Show that $f$ is an orthogonal projection on a line to be determined. How to solve ?

Answer 1

Hint:

It is geometrically obvious that the direction of the line must be an eigenvector of this transformation because any vector on this line must be projected to itself. Find this eigenvector first (there should be only one non-zero eigenvalue based on our geometric intuition). So, find the eigenvector associated with the non-zero eigenvalue of $A$ first. You can normalize the eigenvector if you want. In this particular case, the non-zero eigenvalue is equal to $1$. (I just checked it).

Once you've found it, let's call it $v$, we can decompose our space as follows $$\mathbb{R}^3 = \langle v \rangle \oplus\langle v \rangle ^ {\perp}$$ To show that it's an orthogonal transformation, we should show that it sends $\langle v \rangle ^ {\perp}$ to $0$. Find an orthogonal basis for $\langle v \rangle ^ {\perp}$ and show that $$\ker{A}=\langle v \rangle ^ {\perp}$$

Note that since our matrix $A$ is symmetric, its eigenvectors are orthogonal.

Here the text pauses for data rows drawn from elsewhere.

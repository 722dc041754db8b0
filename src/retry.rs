//! Throttle handling for API requests
//!
//! The API signals rate limiting with `429 Too Many Requests` and a
//! `retry-after` header giving the cooldown in whole seconds. This module
//! sleeps for that cooldown and resubmits the identical request, as many times
//! as the server asks. There is no attempt cap, no jitter and no growth: the
//! server dictates the pace.
//!
//! Only the integer-seconds form of `retry-after` is understood. The HTTP-date
//! form is rejected with [`Error::RetryAfter`].
//!
//! # Example
//!
//! ```no_run
//! use listen_harvest::retry::{FetchCounters, send_with_throttle_retry};
//!
//! # async fn example() -> listen_harvest::Result<()> {
//! let http = reqwest::Client::new();
//! let counters = FetchCounters::default();
//! let response = send_with_throttle_retry(&counters, || {
//!     http.get("https://api.spotify.com/v1/me").send()
//! })
//! .await?;
//! # Ok(())
//! # }
//! ```

use crate::error::{Error, Result};
use crate::types::FetchStats;
use reqwest::StatusCode;
use reqwest::header::{HeaderMap, RETRY_AFTER};
use std::future::Future;
use std::sync::atomic::{AtomicU64, Ordering};
use std::time::Duration;

/// Diagnostic counters for one client
///
/// Never consulted for control decisions.
#[derive(Debug, Default)]
pub struct FetchCounters {
    requests: AtomicU64,
    backoffs: AtomicU64,
}

impl FetchCounters {
    /// Count one HTTP attempt
    pub fn record_request(&self) {
        self.requests.fetch_add(1, Ordering::Relaxed);
    }

    /// Count one 429 response
    pub fn record_backoff(&self) {
        self.backoffs.fetch_add(1, Ordering::Relaxed);
    }

    /// Current values
    pub fn snapshot(&self) -> FetchStats {
        FetchStats {
            requests: self.requests.load(Ordering::Relaxed),
            backoffs: self.backoffs.load(Ordering::Relaxed),
        }
    }
}

/// Send a request, sleeping and resubmitting for as long as the server answers 429
///
/// `send` is called once per attempt and must build the same request every
/// time. Any response other than 429 is returned as-is; status checking is the
/// caller's business.
///
/// # Errors
///
/// - [`Error::Network`] if sending fails (not retried)
/// - [`Error::RetryAfter`] if a 429 carries no integer `retry-after`
pub async fn send_with_throttle_retry<F, Fut>(
    counters: &FetchCounters,
    mut send: F,
) -> Result<reqwest::Response>
where
    F: FnMut() -> Fut,
    Fut: Future<Output = std::result::Result<reqwest::Response, reqwest::Error>>,
{
    let mut throttled = 0u32;

    loop {
        counters.record_request();
        let response = send().await?;

        if response.status() != StatusCode::TOO_MANY_REQUESTS {
            if throttled > 0 {
                tracing::info!(
                    attempts = throttled + 1,
                    url = %response.url(),
                    "Request succeeded after throttling"
                );
            }
            return Ok(response);
        }

        counters.record_backoff();
        let cooldown = retry_after(response.headers())?;
        throttled += 1;

        tracing::warn!(
            url = %response.url(),
            cooldown_secs = cooldown.as_secs(),
            throttled = throttled,
            "Rate limited, sleeping before resubmitting"
        );

        tokio::time::sleep(cooldown).await;
    }
}

/// Cooldown requested by a 429 response
///
/// # Errors
/// Returns [`Error::RetryAfter`] if the header is missing or not a whole number of seconds.
pub fn retry_after(headers: &HeaderMap) -> Result<Duration> {
    let value = headers
        .get(RETRY_AFTER)
        .ok_or_else(|| Error::RetryAfter("missing".to_string()))?;

    let text = value
        .to_str()
        .map_err(|e| Error::RetryAfter(format!("not valid text: {e}")))?;

    text.trim()
        .parse::<u64>()
        .map(Duration::from_secs)
        .map_err(|_| Error::RetryAfter(format!("'{text}' is not a whole number of seconds")))
}
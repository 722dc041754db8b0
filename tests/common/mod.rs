//! Common test utilities for listen-harvest integration tests
//!
//! A [`MockApi`] wraps a wiremock server that plays the music Web API:
//! paginated track listings, a profile endpoint and an audio-features
//! endpoint that answers one vector per submitted id.

#![allow(dead_code, clippy::unwrap_used, clippy::expect_used)]

use listen_harvest::config::{ApiConfig, PipelineConfig};
use listen_harvest::{Config, Pipeline};
use serde_json::{Value, json};
use wiremock::matchers::{method, path};
use wiremock::{Mock, MockServer, Request, Respond, ResponseTemplate};

/// Answers `/audio-features?ids=...` with `{"id": <id>, "tempo": <position>}`
/// per id and `null` for empty slots
pub struct EchoFeatures;

impl Respond for EchoFeatures {
    fn respond(&self, request: &Request) -> ResponseTemplate {
        let ids = query_value(request, "ids").unwrap_or_default();
        let vectors: Vec<Value> = ids
            .split(',')
            .enumerate()
            .map(|(position, id)| {
                if id.is_empty() {
                    Value::Null
                } else {
                    json!({"id": id, "tempo": position as f64})
                }
            })
            .collect();
        ResponseTemplate::new(200).set_body_json(json!({ "audio_features": vectors }))
    }
}

/// Value of a query parameter of a received request
pub fn query_value(request: &Request, key: &str) -> Option<String> {
    request
        .url
        .query_pairs()
        .find(|(k, _)| k == key)
        .map(|(_, v)| v.into_owned())
}

/// Saved-track record as the library endpoint returns it
pub fn saved_track(id: &str) -> Value {
    json!({
        "added_at": "2023-02-03T04:05:06Z",
        "track": {"id": id, "type": "track", "name": format!("Track {id}"), "popularity": 50}
    })
}

/// Mock API server
pub struct MockApi {
    pub server: MockServer,
}

impl MockApi {
    pub async fn start() -> Self {
        Self {
            server: MockServer::start().await,
        }
    }

    pub fn uri(&self) -> String {
        self.server.uri()
    }

    /// Configuration pointing at this server
    pub fn config(&self, batch_size: usize, attach_user: bool) -> Config {
        Config {
            api: ApiConfig {
                base_url: self.uri(),
                ..ApiConfig::default()
            },
            pipeline: PipelineConfig {
                batch_size,
                attach_user,
            },
        }
    }

    pub fn pipeline(&self, batch_size: usize, attach_user: bool) -> Pipeline {
        Pipeline::new("test-token", &self.config(batch_size, attach_user)).unwrap()
    }

    /// Serve `items` from `first_path` in pages of `page_size`, chained by `next`
    ///
    /// Page `n > 0` lives at `{first_path}/page{n}`.
    pub async fn mount_paged(&self, first_path: &str, items: Vec<Value>, page_size: usize) {
        let pages: Vec<Vec<Value>> = items.chunks(page_size).map(<[Value]>::to_vec).collect();
        let count = pages.len().max(1);

        for n in 0..count {
            let page_path = if n == 0 {
                first_path.to_string()
            } else {
                format!("{first_path}/page{n}")
            };
            let next = if n + 1 < count {
                Value::String(format!("{}{}/page{}", self.uri(), first_path, n + 1))
            } else {
                Value::Null
            };
            let page_items = pages.get(n).cloned().unwrap_or_default();

            Mock::given(method("GET"))
                .and(path(page_path.as_str()))
                .respond_with(
                    ResponseTemplate::new(200)
                        .set_body_json(json!({"items": page_items, "next": next})),
                )
                .expect(1)
                .mount(&self.server)
                .await;
        }
    }

    pub async fn mount_features(&self) {
        Mock::given(method("GET"))
            .and(path("/audio-features"))
            .respond_with(EchoFeatures)
            .mount(&self.server)
            .await;
    }

    pub async fn mount_user(&self, display_name: &str) {
        Mock::given(method("GET"))
            .and(path("/me"))
            .respond_with(
                ResponseTemplate::new(200)
                    .set_body_json(json!({"id": "user-1", "display_name": display_name})),
            )
            .expect(1)
            .mount(&self.server)
            .await;
    }

    /// Sizes of the `ids` lists submitted to the audio-features endpoint, in order
    pub async fn feature_batch_sizes(&self) -> Vec<usize> {
        self.server
            .received_requests()
            .await
            .unwrap()
            .iter()
            .filter(|r| r.url.path() == "/audio-features")
            .map(|r| query_value(r, "ids").unwrap().split(',').count())
            .collect()
    }
}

So, to find a basis for $\langle v \rangle ^ {\perp}$, you can just find the eigenvectors associated to the eigenvalue $\lambda=0$.

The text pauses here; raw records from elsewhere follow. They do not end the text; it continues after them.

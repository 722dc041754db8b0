//! Batched audio-feature lookup and positional join
//!
//! Feature vectors come from a bulk endpoint that accepts up to 100 track ids
//! per request and answers with one vector per id, in the order submitted.
//! [`join_features`] buffers up to `batch_size` normalized records, looks up
//! their features in one request, and emits each record with its vector
//! appended under `audio_features`.
//!
//! Records without a track id (unavailable or local tracks) still take a slot
//! in the `ids` parameter as an empty string, so every batch stays aligned
//! with its lookup result.

use std::collections::VecDeque;

use futures::stream::{self, Stream, TryStreamExt};
use serde_json::Value;
use tracing::debug;

use crate::client::ApiClient;
use crate::error::{Error, Result};
use crate::list::fetch_list;
use crate::types::{AUDIO_FEATURES_KEY, Record, track_id};

/// Comma-joined ids of a batch, with an empty slot for each record lacking one
pub fn batch_ids(batch: &[Record]) -> String {
    batch
        .iter()
        .map(|record| track_id(record).unwrap_or(""))
        .collect::<Vec<_>>()
        .join(",")
}

/// Pair each record of a batch with the vector at the same position
///
/// # Errors
/// Returns [`Error::Misaligned`] if the counts differ; no record is emitted for
/// that batch.
pub fn attach_features(batch: Vec<Record>, features: Vec<Value>) -> Result<Vec<Record>> {
    if batch.len() != features.len() {
        return Err(Error::Misaligned {
            expected: batch.len(),
            actual: features.len(),
        });
    }

    Ok(batch
        .into_iter()
        .zip(features)
        .map(|(mut record, vector)| {
            record.insert(AUDIO_FEATURES_KEY.to_string(), vector);
            record
        })
        .collect())
}

struct JoinState<S> {
    client: ApiClient,
    url: String,
    records: std::pin::Pin<Box<S>>,
    ready: VecDeque<Record>,
    batch_size: usize,
    exhausted: bool,
    batches: usize,
}

/// Append audio features to every record, one lookup per `batch_size` records
///
/// Output order and count equal the input's. The stream pulls a whole batch
/// from upstream before emitting its first record, and issues the next lookup
/// only once the previous batch has been drained. A `batch_size` of zero is
/// treated as one.
pub fn join_features<S>(
    client: ApiClient,
    records: S,
    batch_size: usize,
) -> impl Stream<Item = Result<Record>>
where
    S: Stream<Item = Result<Record>>,
{
    let url = client.endpoints().audio_features();
    let state = JoinState {
        client,
        url,
        records: Box::pin(records),
        ready: VecDeque::new(),
        batch_size: batch_size.max(1),
        exhausted: false,
        batches: 0,
    };

    stream::try_unfold(state, |mut state| async move {
        loop {
            if let Some(record) = state.ready.pop_front() {
                return Ok(Some((record, state)));
            }
            if state.exhausted {
                return Ok(None);
            }

            let mut batch = Vec::with_capacity(state.batch_size);
            while batch.len() < state.batch_size {
                match state.records.try_next().await? {
                    Some(record) => batch.push(record),
                    None => {
                        state.exhausted = true;
                        break;
                    }
                }
            }
            if batch.is_empty() {
                debug!(batches = state.batches, "Feature join finished");
                return Ok(None);
            }

            let ids = batch_ids(&batch);
            let features = fetch_list(&state.client, &state.url, &[("ids", ids.as_str())]).await?;
            state.batches += 1;

            debug!(
                batch = state.batches,
                records = batch.len(),
                vectors = features.len(),
                "Fetched audio features"
            );

            state.ready.extend(attach_features(batch, features)?);
        }
    })
}
use crate::error::HotboxError;
use serde::Deserialize;

/// One sample as printed by the hot box firmware, e.g.
/// `{"ms":61000,"sensors":[{"sensor00":26.5,"sensor01":27.1,"sensor02":21.0}],"sensorMean":26.8,"fan":220,"heatingElement":false}`
#[derive(Debug, Clone, PartialEq)]
pub struct LogRecord {
    pub elapsed_ms: u64,
    pub sensor_readings: [f64; 3],
    pub sensor_mean: f64,
    pub fan_level: u32,
    pub heating_element: i64,
}

#[derive(Deserialize)]
#[serde(rename_all = "camelCase")]
struct RawRecord {
    ms: u64,
    sensors: Vec<RawSensors>,
    sensor_mean: f64,
    fan: u32,
    heating_element: Flag,
}

#[derive(Deserialize)]
struct RawSensors {
    sensor00: f64,
    sensor01: f64,
    sensor02: f64,
}

/// the relay state is serialized as a bool by the firmware, older logs carry 0/1
#[derive(Deserialize)]
#[serde(untagged)]
enum Flag {
    Bool(bool),
    Int(i64),
}

impl From<Flag> for i64 {
    fn from(flag: Flag) -> i64 {
        match flag {
            Flag::Bool(b) => b as i64,
            Flag::Int(i) => i,
        }
    }
}

impl LogRecord {
    /// Parse a single JSON line; `index` is only used for the error report.
    pub fn from_json_line(line: &str, index: usize) -> Result<LogRecord, HotboxError> {
        let raw: RawRecord = serde_json::from_str(line.trim())
            .map_err(|source| HotboxError::Record { index, source })?;
        let first = raw
            .sensors
            .into_iter()
            .next()
            .ok_or(HotboxError::MissingSensors { index })?;
        Ok(LogRecord {
            elapsed_ms: raw.ms,
            sensor_readings: [first.sensor00, first.sensor01, first.sensor02],
            sensor_mean: raw.sensor_mean,
            fan_level: raw.fan,
            heating_element: raw.heating_element.into(),
        })
    }
}

/// true for lines that look like a JSON object once trimmed, i.e. `^\{.*\}$`
pub fn is_json_line(line: &str) -> bool {
    let l = line.trim();
    l.starts_with('{') && l.ends_with('}')
}

/// Keeps the lines that look like JSON objects, verbatim and in their order.
/// No further validation: a line with matching braces but broken content
/// fails later in `parse_records`.
pub fn filter_json_lines<I, S>(lines: I) -> Vec<String>
where
    I: IntoIterator<Item = S>,
    S: AsRef<str>,
{
    lines
        .into_iter()
        .filter(|l| is_json_line(l.as_ref()))
        .map(|l| l.as_ref().to_string())
        .collect()
}

/// Parses every filtered line, stopping at the first bad one.
pub fn parse_records(lines: &[String]) -> Result<Vec<LogRecord>, HotboxError> {
    lines
        .iter()
        .enumerate()
        .map(|(i, l)| LogRecord::from_json_line(l, i))
        .collect()
}
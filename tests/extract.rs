use hotbox_lp::plot::{extract, parse_cli_from};
use hotbox_lp::{HotboxError, Overlays};
use std::fs;

const LOG: &str = "Serial initialized!\n\
{\"ms\":0,\"sensors\":[{\"sensor00\":25.0,\"sensor01\":25.5,\"sensor02\":20.0}],\"sensorMean\":25.25,\"fan\":220,\"heatingElement\":true}\n\
2020-10-14 18:02:41 For debugMode please press anykey.\n\
{\"ms\":60000,\"sensors\":[{\"sensor00\":26.0,\"sensor01\":26.5,\"sensor02\":20.0}],\"sensorMean\":26.25,\"fan\":220,\"heatingElement\":true}\n\
{\"ms\":120000,\"sensors\":[{\"sensor00\":27.0,\"sensor01\":27.5,\"sensor02\":20.5}],\"sensorMean\":27.25,\"fan\":0,\"heatingElement\":false}\n";

fn json_lines() -> Vec<&'static str> {
    LOG.lines().filter(|l| l.starts_with('{')).collect()
}

#[test]
fn extracts_records_and_exports_json_lines() {
    let dir = tempfile::tempdir().unwrap();
    let logfile = dir.path().join("hotbox.log");
    let jsonout = dir.path().join("hotbox.json");
    fs::write(&logfile, LOG).unwrap();

    let args = parse_cli_from(vec![
        "hotbox_plot",
        logfile.to_str().unwrap(),
        "-o",
        jsonout.to_str().unwrap(),
    ])
    .unwrap();
    let series = extract(&args).unwrap();

    assert_eq!(series.len(), 3);
    assert_eq!(series.minutes, vec![0., 1., 2.]);
    assert_eq!(series.sensor_mean, vec![25.25, 26.25, 27.25]);
    assert_eq!(series.heating, vec![1., 1., 0.]);
    assert_eq!(series.fan[2], 0.);

    let exported = fs::read_to_string(&jsonout).unwrap();
    assert_eq!(exported.lines().collect::<Vec<_>>(), json_lines());
    assert!(exported.ends_with("}\n"));
}

#[test]
fn unwritable_export_is_not_fatal() {
    let dir = tempfile::tempdir().unwrap();
    let logfile = dir.path().join("hotbox.log");
    fs::write(&logfile, LOG).unwrap();
    // the target is a directory, so creating the file fails
    let args = parse_cli_from(vec![
        "hotbox_plot",
        logfile.to_str().unwrap(),
        "-o",
        dir.path().to_str().unwrap(),
    ])
    .unwrap();
    let series = extract(&args).unwrap();
    assert_eq!(series.len(), 3);
}

#[test]
fn overlays_from_extracted_log() {
    let dir = tempfile::tempdir().unwrap();
    let logfile = dir.path().join("hotbox.log");
    fs::write(&logfile, LOG).unwrap();
    let args = parse_cli_from(vec![
        "hotbox_plot",
        logfile.to_str().unwrap(),
        "-t",
        "27",
        "-ma",
        "2",
    ])
    .unwrap();
    let series = extract(&args).unwrap();
    let overlays =
        Overlays::compute(&series, args.target_temperature, args.moving_average).unwrap();
    assert_eq!(overlays.mean, 26.25);
    assert_eq!(overlays.mean_reference, vec![26.25; 3]);
    assert_eq!(overlays.target, Some((27., vec![27.; 3])));
    assert_eq!(
        overlays.moving_average,
        Some((2, vec![None, Some(25.75), Some(26.75)]))
    );

    // a window wider than the log is dropped, not fatal
    let overlays = Overlays::compute(&series, None, Some(4)).unwrap();
    assert_eq!(overlays.moving_average, None);
}

#[test]
fn missing_field_is_fatal() {
    let dir = tempfile::tempdir().unwrap();
    let logfile = dir.path().join("broken.log");
    fs::write(
        &logfile,
        "{\"ms\":0,\"sensors\":[{\"sensor00\":25.0,\"sensor01\":25.5}],\"sensorMean\":25.25,\"fan\":220,\"heatingElement\":0}\n",
    )
    .unwrap();
    let args = parse_cli_from(vec!["hotbox_plot", logfile.to_str().unwrap()]).unwrap();
    match extract(&args) {
        Err(HotboxError::Record { index, .. }) => assert_eq!(index, 0),
        other => panic!("unexpected result {:?}", other.map(|s| s.len())),
    }
}

#[test]
fn log_without_records_has_no_mean() {
    let dir = tempfile::tempdir().unwrap();
    let logfile = dir.path().join("banner.log");
    fs::write(&logfile, "Serial initialized!\nOneWire sensors initialized!\n").unwrap();
    let args = parse_cli_from(vec!["hotbox_plot", logfile.to_str().unwrap()]).unwrap();
    let series = extract(&args).unwrap();
    assert!(series.is_empty());
    assert!(matches!(
        Overlays::compute(&series, None, None),
        Err(HotboxError::EmptySeries)
    ));
}

#[test]
fn export_keeps_lines_verbatim() {
    let dir = tempfile::tempdir().unwrap();
    let logfile = dir.path().join("padded.log");
    let jsonout = dir.path().join("padded.json");
    let padded = "  {\"ms\":0,\"sensors\":[{\"sensor00\":25.0,\"sensor01\":25.5,\"sensor02\":20.0}],\"sensorMean\":25.25,\"fan\":220,\"heatingElement\":0}  ";
    fs::write(&logfile, format!("banner\n{}\n", padded)).unwrap();
    let args = parse_cli_from(vec![
        "hotbox_plot",
        logfile.to_str().unwrap(),
        "-o",
        jsonout.to_str().unwrap(),
    ])
    .unwrap();
    let series = extract(&args).unwrap();
    assert_eq!(series.len(), 1);
    assert_eq!(fs::read_to_string(&jsonout).unwrap(), format!("{}\n", padded));
}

Edit: After some calculations as I explained, you can see that $v=\frac{1}{\sqrt{3}}(1,-1,1)$ and $\langle v \rangle ^ {\perp}=\langle n,m\rangle$ where $$n=\frac{1}{\sqrt{6}}(1,2,1), m=\frac{1}{\sqrt{2}}(1,0,-1)$$

It is easily seen that $Av=v$ and $An=Am=0$.

Answer 2

Let $\textbf{a} = (1,-1,1)$. Then for any $\textbf{v} \in \mathbb{R^3}$, we have $$ A \mathbf{v} = \frac{\textbf{a} \cdot \textbf{v}}{\| \textbf{a}\|^2} \textbf{a}, $$ which one can recognize as the formula for orthogonal projection onto the line spanned by $\textbf{a}$. (To see that the projection is orthogonal, one can compute the dot product of $\mathbf{v} - A \mathbf{v}$ with $\mathbf{a}$.)